→ **Problem statement**:
Whenever the word "ALIGNMENT" turns up in a line of the data below, copy that line.

Content starts

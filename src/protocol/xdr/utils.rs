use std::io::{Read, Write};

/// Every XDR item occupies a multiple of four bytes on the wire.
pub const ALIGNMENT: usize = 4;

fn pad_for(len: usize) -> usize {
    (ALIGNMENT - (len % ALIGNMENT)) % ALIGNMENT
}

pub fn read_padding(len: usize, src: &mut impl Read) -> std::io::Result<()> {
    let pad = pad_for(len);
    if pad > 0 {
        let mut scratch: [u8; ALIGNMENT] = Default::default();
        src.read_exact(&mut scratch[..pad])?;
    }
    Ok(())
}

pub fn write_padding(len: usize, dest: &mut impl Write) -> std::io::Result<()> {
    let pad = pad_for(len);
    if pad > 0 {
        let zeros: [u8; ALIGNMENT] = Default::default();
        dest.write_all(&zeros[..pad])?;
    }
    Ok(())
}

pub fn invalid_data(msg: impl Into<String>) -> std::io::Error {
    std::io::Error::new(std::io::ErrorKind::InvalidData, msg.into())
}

Content ends

→ **Problem solution**:
pub const ALIGNMENT: usize = 4;
    (ALIGNMENT - (len % ALIGNMENT)) % ALIGNMENT
        let mut scratch: [u8; ALIGNMENT] = Default::default();
        let zeros: [u8; ALIGNMENT] = Default::default();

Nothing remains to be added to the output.